Très vite, le poète en vient à vanter la musique chinoise (si peu prisée soit-elle des Européens). Que de bienfaits ne voit-il pas dans cette musique ! Tout d'abord il affirme que c'est cette musique qui « l'attendrit le plus ». Il la reçoit comme « tout ce qu'il y a de plus pacifique, pas endormie, pas lente, mais pacifique, exempte de désir de faire la guerre, de contraindre, de commander, exempte de souffrance, affectueuse. »  De plus la musique chinoise ne sépare pas, elle  est même bain de sociabilité, comme du reste tout ce qui semble composer la vie chinoise, désireuse d'harmonie: « Comme cette mélodie est bonne, agréable, sociable. Elle n'a rien de fanfaron, d'idiot, ni d'exalté, elle est tout humaine et bon enfant, et enfantine et populaire, joyeuse et « réunion de famille. » »

Cependant ce que Michaux apprécie le plus en Chine , c'est la langue parlée car elle est principalement constituée de « mots d'une seule syllabe, et cette syllabe résonne avec incertitude. La langue chinoise ressemble à de faibles exclamations. Un mot ne contient guère plus de trois lettres. Souvent une consonne noyante (le n ou le g) l'enveloppe d'un son de gong.»

Plus loin il précise ce qui plus que tout lui plaît dans cette langue, c'est que « pour être encore plus près de la nature, cette langue est chantée. » En d'autres termes, cette langue est comparable au chant des oiseaux !

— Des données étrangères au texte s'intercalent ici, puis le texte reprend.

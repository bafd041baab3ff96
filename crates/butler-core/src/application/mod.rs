//! Application layer for Butler.
//!
//! This layer contains:
//! - **Services**: Use case orchestration (ScaffoldService, TemplateService)
//! - **Engine pieces**: Renderer, JobQueue and TreeWalker, wired together by
//!   the scaffold service into the two-phase run
//! - **Ports**: Interface definitions (traits) for external dependencies
//! - **Errors**: Application-specific error types
//!
//! Business rules (what to skip, rename ordering, reporting) live in
//! `crate::domain`.

pub mod error;
pub mod ports;
pub mod queue;
pub mod renderer;
pub mod services;
pub mod walker;

pub use services::{ScaffoldOptions, ScaffoldService, TemplateService};

pub use ports::{ExpressionEngine, Filesystem, TemplateSource};

pub use error::ApplicationError;
pub use queue::JobQueue;
pub use renderer::Renderer;
pub use walker::TreeWalker;
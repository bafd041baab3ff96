//! Units of work and their outcomes.
//!
//! A [`RenderJob`] is created by the walker, handed to exactly one worker,
//! and dropped when that worker is done with it. Whatever happens inside the
//! job ends up as either a [`JobOutcome`] or a [`JobFailure`] in the
//! [`RunReport`]; nothing escapes the job boundary.

use std::fmt;
use std::path::{Path, PathBuf};
use std::sync::Arc;
use std::time::Duration;

use serde::{Serialize, Serializer};
use thiserror::Error;

use crate::domain::{Context, EntryKind};

/// The two strictly sequential passes of a run.
#[derive(Debug, Clone, Copy, PartialEq, Eq, Hash, Serialize)]
#[serde(rename_all = "lowercase")]
pub enum Phase {
    Directory,
    File,
}

impl fmt::Display for Phase {
    fn fmt(&self, f: &mut fmt::Formatter<'_>) -> fmt::Result {
        match self {
            Self::Directory => write!(f, "directory"),
            Self::File => write!(f, "file"),
        }
    }
}

/// One filesystem entry to process.
#[derive(Debug, Clone)]
pub struct RenderJob {
    path: PathBuf,
    kind: EntryKind,
    context: Arc<Context>,
}

impl RenderJob {
    pub fn new(path: impl Into<PathBuf>, kind: EntryKind, context: Arc<Context>) -> Self {
        Self {
            path: path.into(),
            kind,
            context,
        }
    }

    pub fn path(&self) -> &Path {
        &self.path
    }

    pub fn kind(&self) -> EntryKind {
        self.kind
    }

    pub fn context(&self) -> &Context {
        &self.context
    }

    /// Base name of the entry, if it is valid UTF-8.
    pub fn name(&self) -> Option<&str> {
        self.path.file_name().and_then(|n| n.to_str())
    }
}

/// Which step of rendering failed.
#[derive(Debug, Clone, Copy, PartialEq, Eq, Serialize)]
#[serde(rename_all = "lowercase")]
pub enum RenderPhase {
    Parse,
    Execute,
}

impl fmt::Display for RenderPhase {
    fn fmt(&self, f: &mut fmt::Formatter<'_>) -> fmt::Result {
        match self {
            Self::Parse => write!(f, "parse"),
            Self::Execute => write!(f, "execute"),
        }
    }
}

/// A marker could not be parsed or evaluated.
#[derive(Debug, Error, Clone, PartialEq, Serialize)]
#[error("{phase} error in {}: {cause}", path.display())]
pub struct RenderError {
    pub phase: RenderPhase,
    pub path: PathBuf,
    pub cause: String,
}

/// Why a single job failed.
#[derive(Debug, Error, Clone, PartialEq, Serialize)]
#[serde(tag = "kind", rename_all = "lowercase")]
pub enum JobError {
    #[error(transparent)]
    Render(#[from] RenderError),

    #[error("failed to {operation} {}: {reason}", path.display())]
    Io {
        operation: &'static str,
        path: PathBuf,
        reason: String,
    },

    /// An unexpected fault inside the job (a bug), recovered at the boundary.
    #[error("internal fault: {message}")]
    Internal { message: String },
}

impl JobError {
    pub fn io(operation: &'static str, path: &Path, err: impl fmt::Display) -> Self {
        Self::Io {
            operation,
            path: path.to_path_buf(),
            reason: err.to_string(),
        }
    }
}

/// What a successful job did.
#[derive(Debug, Clone, PartialEq, Eq)]
pub enum JobOutcome {
    /// Nothing to change.
    Unchanged,
    /// A directory rename was recorded for application after the barrier.
    RenameRecorded { to: PathBuf },
    /// File content was rewritten in place.
    Rendered,
    /// File content was written to a new path and the original removed.
    Moved { to: PathBuf },
}

/// A failed job, as reported to the caller.
#[derive(Debug, Clone, PartialEq, Serialize)]
pub struct JobFailure {
    pub path: PathBuf,
    pub phase: Phase,
    pub error: JobError,
}

impl fmt::Display for JobFailure {
    fn fmt(&self, f: &mut fmt::Formatter<'_>) -> fmt::Result {
        write!(f, "{} [{}]: {}", self.path.display(), self.phase, self.error)
    }
}

/// Aggregate of every job outcome in a run.
#[derive(Debug, Clone, Default, PartialEq, Serialize)]
pub struct RunReport {
    pub succeeded: usize,
    pub unchanged: usize,
    pub directories_renamed: usize,
    pub files_rendered: usize,
    pub files_moved: usize,
    pub failures: Vec<JobFailure>,
    #[serde(rename = "elapsed_secs", serialize_with = "serialize_duration")]
    pub elapsed: Duration,
}

impl RunReport {
    /// Account for a finished job.
    ///
    /// A recorded rename is not counted yet; [`RunReport::record_rename`]
    /// accounts for it once the rename has been applied.
    pub fn record(&mut self, outcome: &JobOutcome) {
        match outcome {
            JobOutcome::Unchanged => self.unchanged += 1,
            JobOutcome::RenameRecorded { .. } => return,
            JobOutcome::Rendered => self.files_rendered += 1,
            JobOutcome::Moved { .. } => self.files_moved += 1,
        }
        self.succeeded += 1;
    }

    /// Account for a directory rename that landed on disk.
    pub fn record_rename(&mut self) {
        self.succeeded += 1;
        self.directories_renamed += 1;
    }

    /// Account for a failed job.
    pub fn record_failure(&mut self, path: impl Into<PathBuf>, phase: Phase, error: JobError) {
        self.failures.push(JobFailure {
            path: path.into(),
            phase,
            error,
        });
    }

    /// Fold another report (typically a later phase) into this one.
    pub fn merge(&mut self, other: RunReport) {
        self.succeeded += other.succeeded;
        self.unchanged += other.unchanged;
        self.directories_renamed += other.directories_renamed;
        self.files_rendered += other.files_rendered;
        self.files_moved += other.files_moved;
        self.failures.extend(other.failures);
        self.elapsed += other.elapsed;
    }

    pub fn failed(&self) -> usize {
        self.failures.len()
    }

    pub fn total(&self) -> usize {
        self.succeeded + self.failures.len()
    }

    pub fn is_success(&self) -> bool {
        self.failures.is_empty()
    }

    /// Failure for a given path, if any.
    pub fn failure_for(&self, path: &Path) -> Option<&JobFailure> {
        self.failures.iter().find(|f| f.path == path)
    }
}

fn serialize_duration<S>(duration: &Duration, serializer: S) -> Result<S::Ok, S::Error>
where
    S: Serializer,
{
    serializer.serialize_f64(duration.as_secs_f64())
}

Les considérations du poète, soudain, prennent un autre tour. Voilà qu'il s'en vient à faire une étude comparée des façons d'aimer des femmes europééennes, arabes et chinoises. La façon physique d'aimer, s'entend. Il commence par l'« Européeenne [qui] aime avec transport, puis tout d'un coup, ...vous oublie au bord du lit, songeant à la gravité de la vie, à elle-même, ou à rien, ou bien tout simplement reprise par l'« anxiété blanche. »» Cette analyse suggère que  l'Europééenne  opère un clivage entre le plaisir qui l'entraîne en dehors d'elle-même et la ressaisie de son être, fût-il un vide, qui lui permet de regagner le terrain perdu, de revenir de cet abandon que son « transport » lui a fait connaître comme état transitoire et de toute manière éphémère.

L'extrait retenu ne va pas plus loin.